START PROVIDED ENTRIES

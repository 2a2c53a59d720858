//! Typed record mapping for delimited text.
//!
//! This crate reads CSV rows directly into structs and writes structs back
//! out as CSV rows, without per-field parsing code. A record type declares
//! its columns once with [`csv_record!`]; the crate derives a column plan
//! from that declaration and converts every row field by field.
//!
//! # Features
//!
//! - Positional mapping: column `i` is the `i`-th declared field
//! - Text, integer, real, boolean and timestamp fields
//! - `Option<T>` fields: an empty token is `None`
//! - Per-field timestamp format overrides (RFC 3339 by default)
//! - Bulk ([`Reader::unmarshal`]), single-row ([`Reader::unmarshal_one`])
//!   and streaming ([`Reader::records`]) reads
//!
//! # Example
//!
//! ```
//! use chrono::{DateTime, Utc};
//! use csv_record::{Reader, Writer, csv_record};
//!
//! #[derive(Debug, Default)]
//! struct Country {
//!     id: i64,
//!     name: String,
//!     founded: DateTime<Utc>,
//!     freedom: Option<bool>,
//! }
//!
//! csv_record!(Country {
//!     id as "ID",
//!     name as "Name",
//!     founded as "Founded",
//!     freedom as "Freedom",
//! });
//!
//! let input = "2,United States,1776-07-04T00:00:00Z,true\n3,Canada,1867-07-01T00:00:00Z,\n";
//! let mut countries: Vec<Country> = Vec::new();
//! Reader::new(input.as_bytes()).unmarshal(&mut countries)?;
//! assert_eq!(countries.len(), 2);
//! assert_eq!(countries[1].freedom, None);
//!
//! let mut writer = Writer::new(Vec::new());
//! writer.write_header::<Country>()?;
//! writer.marshal(&countries)?;
//! let output = String::from_utf8(writer.into_inner().into_inner().unwrap()).unwrap();
//! assert!(output.starts_with("ID,Name,Founded,Freedom\n2,United States,"));
//! # Ok::<(), csv_record::Error>(())
//! ```
//!
//! # Destination shapes
//!
//! Destinations are checked by the compiler rather than at run time.
//! Reading many rows needs a `&mut Vec` of records:
//!
//! ```compile_fail
//! # use csv_record::{Reader, csv_record};
//! # #[derive(Default)]
//! # struct Pair { key: String }
//! # csv_record!(Pair { key });
//! let mut pair = Pair::default();
//! Reader::new("a\n".as_bytes()).unmarshal(&mut pair)?;
//! # Ok::<(), csv_record::Error>(())
//! ```
//!
//! ```compile_fail
//! # use csv_record::{Reader, csv_record};
//! # struct Pair { key: String }
//! # csv_record!(Pair { key });
//! let pairs: Vec<Pair> = Vec::new();
//! Reader::new("a\n".as_bytes()).unmarshal(pairs)?;
//! # Ok::<(), csv_record::Error>(())
//! ```
//!
//! Elements must be records:
//!
//! ```compile_fail
//! # use csv_record::Reader;
//! let mut numbers: Vec<i64> = Vec::new();
//! Reader::new("1\n".as_bytes()).unmarshal(&mut numbers)?;
//! # Ok::<(), csv_record::Error>(())
//! ```
//!
//! Reading one row needs a `&mut` record:
//!
//! ```compile_fail
//! # use csv_record::Reader;
//! let mut number = 0i64;
//! Reader::new("1\n".as_bytes()).unmarshal_one(&mut number)?;
//! # Ok::<(), csv_record::Error>(())
//! ```
//!
//! And every field type must have a conversion rule:
//!
//! ```compile_fail
//! # use csv_record::csv_record;
//! struct Blob { bytes: Vec<u8> }
//! csv_record!(Blob { bytes });
//! ```

mod cell;
mod decode;
mod encode;
mod error;
mod layout;
mod macros;
mod options;
mod reader;
mod schema;
mod source;
pub mod timestamp;
mod writer;

// Re-export error types
pub use error::{CellError, Error, Result};

// Re-export record description
pub use cell::Cell;
pub use layout::ColumnPlan;
pub use schema::{FieldDescriptor, FieldKind, Record, ScalarKind, field_names};

// Re-export row codecs
pub use decode::{RowDecoder, decode_row};
pub use encode::{RowEncoder, encode_row};

// Re-export tokenizer seams
pub use source::{RowSink, RowSource};
pub use timestamp::TimeFormat;

// Re-export reader/writer functionality
pub use options::{ReaderOptions, WriterOptions};
pub use reader::{Reader, Records, read_csv};
pub use writer::{Writer, write_csv};

/// Crate version.
pub const VERSION: &str = env!("CARGO_PKG_VERSION");
//! Conversion rules between one token and one field value.

use chrono::{DateTime, FixedOffset, NaiveDate, NaiveDateTime, NaiveTime, Utc};

use crate::error::CellError;
use crate::schema::{FieldKind, ScalarKind};
use crate::timestamp::{self, TimeFormat};

/// A field type that converts to and from a single token.
///
/// The format argument only matters for timestamp kinds.
pub trait Cell: Sized {
    const KIND: FieldKind;

    fn parse_cell(token: &str, format: TimeFormat<'_>) -> Result<Self, CellError>;

    fn format_cell(&self, format: TimeFormat<'_>) -> Result<String, CellError>;
}

impl Cell for String {
    const KIND: FieldKind = FieldKind::Required(ScalarKind::Text);

    fn parse_cell(token: &str, _format: TimeFormat<'_>) -> Result<Self, CellError> {
        Ok(token.to_string())
    }

    fn format_cell(&self, _format: TimeFormat<'_>) -> Result<String, CellError> {
        Ok(self.clone())
    }
}

macro_rules! integer_cell {
    ($($ty:ty),* $(,)?) => {
        $(
            impl Cell for $ty {
                const KIND: FieldKind = FieldKind::Required(ScalarKind::Integer);

                fn parse_cell(token: &str, _format: TimeFormat<'_>) -> Result<Self, CellError> {
                    token.parse().map_err(|source| CellError::Integer {
                        token: token.to_string(),
                        source,
                    })
                }

                fn format_cell(&self, _format: TimeFormat<'_>) -> Result<String, CellError> {
                    Ok(self.to_string())
                }
            }
        )*
    };
}

integer_cell!(i8, i16, i32, i64, isize, u8, u16, u32, u64, usize);

macro_rules! real_cell {
    ($($ty:ty),* $(,)?) => {
        $(
            impl Cell for $ty {
                const KIND: FieldKind = FieldKind::Required(ScalarKind::Real);

                fn parse_cell(token: &str, _format: TimeFormat<'_>) -> Result<Self, CellError> {
                    token.parse().map_err(|source| CellError::Real {
                        token: token.to_string(),
                        source,
                    })
                }

                // Display is the shortest form that parses back to the same value.
                fn format_cell(&self, _format: TimeFormat<'_>) -> Result<String, CellError> {
                    Ok(self.to_string())
                }
            }
        )*
    };
}

real_cell!(f32, f64);

impl Cell for bool {
    const KIND: FieldKind = FieldKind::Required(ScalarKind::Boolean);

    fn parse_cell(token: &str, _format: TimeFormat<'_>) -> Result<Self, CellError> {
        match token {
            "1" | "t" | "T" | "TRUE" | "true" | "True" => Ok(true),
            "0" | "f" | "F" | "FALSE" | "false" | "False" => Ok(false),
            _ => Err(CellError::Boolean {
                token: token.to_string(),
            }),
        }
    }

    fn format_cell(&self, _format: TimeFormat<'_>) -> Result<String, CellError> {
        Ok(if *self { "true" } else { "false" }.to_string())
    }
}

impl Cell for DateTime<FixedOffset> {
    const KIND: FieldKind = FieldKind::Required(ScalarKind::Timestamp);

    fn parse_cell(token: &str, format: TimeFormat<'_>) -> Result<Self, CellError> {
        timestamp::parse(token, format)
    }

    fn format_cell(&self, format: TimeFormat<'_>) -> Result<String, CellError> {
        timestamp::format(self, format)
    }
}

impl Cell for DateTime<Utc> {
    const KIND: FieldKind = FieldKind::Required(ScalarKind::Timestamp);

    fn parse_cell(token: &str, format: TimeFormat<'_>) -> Result<Self, CellError> {
        timestamp::parse(token, format).map(|ts| ts.with_timezone(&Utc))
    }

    fn format_cell(&self, format: TimeFormat<'_>) -> Result<String, CellError> {
        timestamp::format(&self.fixed_offset(), format)
    }
}

/// Wall-clock values are read and written as UTC.
impl Cell for NaiveDateTime {
    const KIND: FieldKind = FieldKind::Required(ScalarKind::Timestamp);

    fn parse_cell(token: &str, format: TimeFormat<'_>) -> Result<Self, CellError> {
        timestamp::parse(token, format).map(|ts| ts.naive_utc())
    }

    fn format_cell(&self, format: TimeFormat<'_>) -> Result<String, CellError> {
        timestamp::format(&self.and_utc().fixed_offset(), format)
    }
}

impl Cell for NaiveDate {
    const KIND: FieldKind = FieldKind::Required(ScalarKind::Timestamp);

    fn parse_cell(token: &str, format: TimeFormat<'_>) -> Result<Self, CellError> {
        timestamp::parse(token, format).map(|ts| ts.date_naive())
    }

    fn format_cell(&self, format: TimeFormat<'_>) -> Result<String, CellError> {
        let midnight = self.and_time(NaiveTime::MIN).and_utc().fixed_offset();
        timestamp::format(&midnight, format)
    }
}

impl<T: Cell> Cell for Option<T> {
    const KIND: FieldKind = T::KIND.nullable();

    fn parse_cell(token: &str, format: TimeFormat<'_>) -> Result<Self, CellError> {
        if token.is_empty() {
            return Ok(None);
        }
        T::parse_cell(token, format).map(Some)
    }

    fn format_cell(&self, format: TimeFormat<'_>) -> Result<String, CellError> {
        match self {
            Some(value) => value.format_cell(format),
            None => Ok(String::new()),
        }
    }
}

END PROVIDED ENTRIES

*WHAT YOU HAVE TO DO*. Scan the records above for the string "Reading", then copy each line where it turns up.

*RESULT OF THE EXERCISE*.
//! Reading many rows needs a `&mut Vec` of records:
//! Reading one row needs a `&mut` record:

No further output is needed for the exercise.